» Aim of the task: How many lines in the entries below contain the word "real"? Answer with the number and nothing else.

START Supplied data

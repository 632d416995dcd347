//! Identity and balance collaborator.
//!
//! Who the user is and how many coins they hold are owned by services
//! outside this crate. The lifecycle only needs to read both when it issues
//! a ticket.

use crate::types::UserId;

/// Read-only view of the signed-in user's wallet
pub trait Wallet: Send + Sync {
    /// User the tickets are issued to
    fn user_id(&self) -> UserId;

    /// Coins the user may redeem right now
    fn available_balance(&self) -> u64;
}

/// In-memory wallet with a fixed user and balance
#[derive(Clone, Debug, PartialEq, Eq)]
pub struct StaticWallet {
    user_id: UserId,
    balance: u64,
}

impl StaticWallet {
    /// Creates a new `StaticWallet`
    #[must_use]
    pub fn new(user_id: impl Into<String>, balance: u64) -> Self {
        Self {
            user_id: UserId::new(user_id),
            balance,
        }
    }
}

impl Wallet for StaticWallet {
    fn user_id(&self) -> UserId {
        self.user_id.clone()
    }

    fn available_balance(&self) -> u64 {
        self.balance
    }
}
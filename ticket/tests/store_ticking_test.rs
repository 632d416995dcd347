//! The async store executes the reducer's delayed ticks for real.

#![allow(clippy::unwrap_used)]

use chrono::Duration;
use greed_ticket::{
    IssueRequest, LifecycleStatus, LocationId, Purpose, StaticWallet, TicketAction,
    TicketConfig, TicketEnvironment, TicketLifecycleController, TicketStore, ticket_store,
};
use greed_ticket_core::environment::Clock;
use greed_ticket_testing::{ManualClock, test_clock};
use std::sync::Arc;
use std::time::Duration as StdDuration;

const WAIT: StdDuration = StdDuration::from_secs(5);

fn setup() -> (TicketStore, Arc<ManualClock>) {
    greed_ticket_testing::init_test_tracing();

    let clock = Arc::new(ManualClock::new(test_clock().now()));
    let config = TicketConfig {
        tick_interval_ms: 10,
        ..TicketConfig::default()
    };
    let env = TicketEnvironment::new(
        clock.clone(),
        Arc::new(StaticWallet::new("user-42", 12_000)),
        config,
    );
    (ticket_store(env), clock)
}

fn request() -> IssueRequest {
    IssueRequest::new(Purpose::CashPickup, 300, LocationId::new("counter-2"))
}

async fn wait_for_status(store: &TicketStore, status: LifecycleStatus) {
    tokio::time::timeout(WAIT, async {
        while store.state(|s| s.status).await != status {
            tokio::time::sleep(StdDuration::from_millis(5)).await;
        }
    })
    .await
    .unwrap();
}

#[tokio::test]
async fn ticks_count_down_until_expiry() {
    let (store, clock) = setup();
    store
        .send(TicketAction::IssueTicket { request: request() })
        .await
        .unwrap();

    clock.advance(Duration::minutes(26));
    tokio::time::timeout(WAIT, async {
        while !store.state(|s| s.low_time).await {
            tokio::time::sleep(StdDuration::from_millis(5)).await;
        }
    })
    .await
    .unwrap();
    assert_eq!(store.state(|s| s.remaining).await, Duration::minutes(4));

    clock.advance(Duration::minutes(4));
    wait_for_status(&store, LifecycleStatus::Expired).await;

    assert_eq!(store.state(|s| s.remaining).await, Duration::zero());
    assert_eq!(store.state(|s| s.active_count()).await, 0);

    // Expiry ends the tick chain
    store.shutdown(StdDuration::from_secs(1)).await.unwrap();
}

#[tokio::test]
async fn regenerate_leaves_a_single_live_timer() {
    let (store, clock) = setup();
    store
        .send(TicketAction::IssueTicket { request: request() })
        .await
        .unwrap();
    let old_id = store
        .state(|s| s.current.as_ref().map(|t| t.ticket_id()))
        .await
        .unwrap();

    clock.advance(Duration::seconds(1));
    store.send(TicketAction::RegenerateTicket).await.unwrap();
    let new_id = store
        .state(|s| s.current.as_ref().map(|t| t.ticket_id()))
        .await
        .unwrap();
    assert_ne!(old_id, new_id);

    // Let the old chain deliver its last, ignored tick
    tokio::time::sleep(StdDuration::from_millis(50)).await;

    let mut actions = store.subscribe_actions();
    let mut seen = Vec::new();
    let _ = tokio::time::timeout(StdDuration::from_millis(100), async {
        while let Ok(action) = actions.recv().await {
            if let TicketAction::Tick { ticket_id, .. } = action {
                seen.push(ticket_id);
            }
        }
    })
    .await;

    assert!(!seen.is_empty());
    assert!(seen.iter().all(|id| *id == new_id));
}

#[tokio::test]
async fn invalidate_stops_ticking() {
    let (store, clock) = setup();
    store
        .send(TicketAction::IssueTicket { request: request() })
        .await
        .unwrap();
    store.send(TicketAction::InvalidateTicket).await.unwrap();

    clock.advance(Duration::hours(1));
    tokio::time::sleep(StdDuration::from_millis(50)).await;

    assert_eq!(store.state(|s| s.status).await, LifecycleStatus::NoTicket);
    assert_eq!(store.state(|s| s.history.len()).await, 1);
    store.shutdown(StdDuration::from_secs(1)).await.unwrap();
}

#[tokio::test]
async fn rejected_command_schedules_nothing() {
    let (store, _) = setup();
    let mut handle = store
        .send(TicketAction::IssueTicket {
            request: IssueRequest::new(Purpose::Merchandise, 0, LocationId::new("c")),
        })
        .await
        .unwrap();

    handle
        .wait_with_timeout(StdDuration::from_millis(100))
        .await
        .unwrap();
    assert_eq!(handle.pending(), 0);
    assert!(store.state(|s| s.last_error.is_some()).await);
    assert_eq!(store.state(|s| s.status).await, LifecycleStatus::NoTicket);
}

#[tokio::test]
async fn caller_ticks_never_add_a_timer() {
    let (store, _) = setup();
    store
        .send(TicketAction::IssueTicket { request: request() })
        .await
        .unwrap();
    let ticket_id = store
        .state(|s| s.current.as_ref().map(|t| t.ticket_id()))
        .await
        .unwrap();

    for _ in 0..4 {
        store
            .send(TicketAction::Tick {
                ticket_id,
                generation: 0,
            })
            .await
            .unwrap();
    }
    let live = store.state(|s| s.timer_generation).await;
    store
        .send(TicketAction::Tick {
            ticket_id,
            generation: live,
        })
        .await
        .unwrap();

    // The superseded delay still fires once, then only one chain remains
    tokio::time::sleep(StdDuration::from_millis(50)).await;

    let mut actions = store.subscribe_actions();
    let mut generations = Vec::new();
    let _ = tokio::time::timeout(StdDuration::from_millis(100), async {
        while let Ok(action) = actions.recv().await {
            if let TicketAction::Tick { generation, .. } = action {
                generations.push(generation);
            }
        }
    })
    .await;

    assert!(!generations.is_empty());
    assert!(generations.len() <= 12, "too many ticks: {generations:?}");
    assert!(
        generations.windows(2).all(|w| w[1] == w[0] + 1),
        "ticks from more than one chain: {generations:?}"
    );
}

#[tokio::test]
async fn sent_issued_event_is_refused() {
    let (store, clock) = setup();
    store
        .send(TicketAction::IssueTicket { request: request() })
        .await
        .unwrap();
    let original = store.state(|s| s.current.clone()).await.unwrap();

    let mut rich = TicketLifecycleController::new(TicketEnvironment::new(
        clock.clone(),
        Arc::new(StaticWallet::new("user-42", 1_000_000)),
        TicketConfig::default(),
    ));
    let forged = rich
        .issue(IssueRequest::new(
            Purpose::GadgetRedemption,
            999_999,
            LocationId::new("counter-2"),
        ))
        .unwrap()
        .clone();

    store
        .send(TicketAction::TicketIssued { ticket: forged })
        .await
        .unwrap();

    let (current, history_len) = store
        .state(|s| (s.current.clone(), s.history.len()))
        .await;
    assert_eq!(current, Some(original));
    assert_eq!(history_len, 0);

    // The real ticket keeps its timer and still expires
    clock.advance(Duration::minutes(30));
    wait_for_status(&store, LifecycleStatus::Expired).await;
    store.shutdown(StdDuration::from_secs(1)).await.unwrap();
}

END Supplied data

» Response to this task: 2